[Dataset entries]
○ ○ ○ ○

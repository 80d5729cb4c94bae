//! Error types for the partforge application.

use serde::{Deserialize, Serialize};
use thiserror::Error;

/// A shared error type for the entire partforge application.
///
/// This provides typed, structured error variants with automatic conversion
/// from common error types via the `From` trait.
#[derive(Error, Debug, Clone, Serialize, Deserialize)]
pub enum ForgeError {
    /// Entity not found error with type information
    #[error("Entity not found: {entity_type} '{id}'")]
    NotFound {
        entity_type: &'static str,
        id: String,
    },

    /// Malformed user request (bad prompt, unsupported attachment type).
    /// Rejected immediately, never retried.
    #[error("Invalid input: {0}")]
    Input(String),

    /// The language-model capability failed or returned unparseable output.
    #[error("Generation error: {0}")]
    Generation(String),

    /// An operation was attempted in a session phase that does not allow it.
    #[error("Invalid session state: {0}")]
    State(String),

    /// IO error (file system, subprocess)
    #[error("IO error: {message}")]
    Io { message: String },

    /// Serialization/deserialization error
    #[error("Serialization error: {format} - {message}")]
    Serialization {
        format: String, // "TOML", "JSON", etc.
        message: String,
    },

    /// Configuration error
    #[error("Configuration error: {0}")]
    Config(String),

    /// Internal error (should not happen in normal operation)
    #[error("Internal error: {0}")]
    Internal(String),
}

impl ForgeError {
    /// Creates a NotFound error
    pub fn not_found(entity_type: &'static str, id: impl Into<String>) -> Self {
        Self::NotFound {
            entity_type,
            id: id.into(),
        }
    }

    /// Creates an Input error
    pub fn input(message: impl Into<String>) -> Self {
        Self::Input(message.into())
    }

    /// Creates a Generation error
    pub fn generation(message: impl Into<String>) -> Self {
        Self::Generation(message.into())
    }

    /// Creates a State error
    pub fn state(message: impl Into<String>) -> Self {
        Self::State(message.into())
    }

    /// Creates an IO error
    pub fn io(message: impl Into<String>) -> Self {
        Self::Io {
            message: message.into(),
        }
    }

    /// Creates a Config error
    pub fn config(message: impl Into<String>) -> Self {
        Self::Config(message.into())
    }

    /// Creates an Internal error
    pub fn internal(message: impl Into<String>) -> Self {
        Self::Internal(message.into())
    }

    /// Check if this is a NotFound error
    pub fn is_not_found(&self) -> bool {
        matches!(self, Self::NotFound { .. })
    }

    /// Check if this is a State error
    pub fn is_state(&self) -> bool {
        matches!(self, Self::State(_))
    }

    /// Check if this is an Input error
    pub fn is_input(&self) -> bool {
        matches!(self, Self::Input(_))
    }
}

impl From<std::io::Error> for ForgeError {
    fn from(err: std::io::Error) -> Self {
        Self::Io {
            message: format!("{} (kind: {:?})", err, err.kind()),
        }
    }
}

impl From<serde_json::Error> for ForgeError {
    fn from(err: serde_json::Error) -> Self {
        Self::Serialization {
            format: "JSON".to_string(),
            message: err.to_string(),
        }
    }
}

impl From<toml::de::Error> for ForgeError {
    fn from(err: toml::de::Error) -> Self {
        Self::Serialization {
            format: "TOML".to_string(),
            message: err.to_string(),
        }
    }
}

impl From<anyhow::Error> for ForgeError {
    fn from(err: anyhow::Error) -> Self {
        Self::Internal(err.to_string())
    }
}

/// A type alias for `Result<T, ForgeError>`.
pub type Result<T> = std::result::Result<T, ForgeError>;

○ ○ ○ ○

__Description of the task__. An exact copy of the lines from the one holding "impl From<std::io::Error> for" through the end of the data is the whole answer.

__Response to this exercise__.
impl From<std::io::Error> for ForgeError {
    fn from(err: std::io::Error) -> Self {
        Self::Io {
            message: format!("{} (kind: {:?})", err, err.kind()),
        }
    }
}

impl From<serde_json::Error> for ForgeError {
    fn from(err: serde_json::Error) -> Self {
        Self::Serialization {
            format: "JSON".to_string(),
            message: err.to_string(),
        }
    }
}

impl From<toml::de::Error> for ForgeError {
    fn from(err: toml::de::Error) -> Self {
        Self::Serialization {
            format: "TOML".to_string(),
            message: err.to_string(),
        }
    }
}

impl From<anyhow::Error> for ForgeError {
    fn from(err: anyhow::Error) -> Self {
        Self::Internal(err.to_string())
    }
}

/// A type alias for `Result<T, ForgeError>`.
pub type Result<T> = std::result::Result<T, ForgeError>;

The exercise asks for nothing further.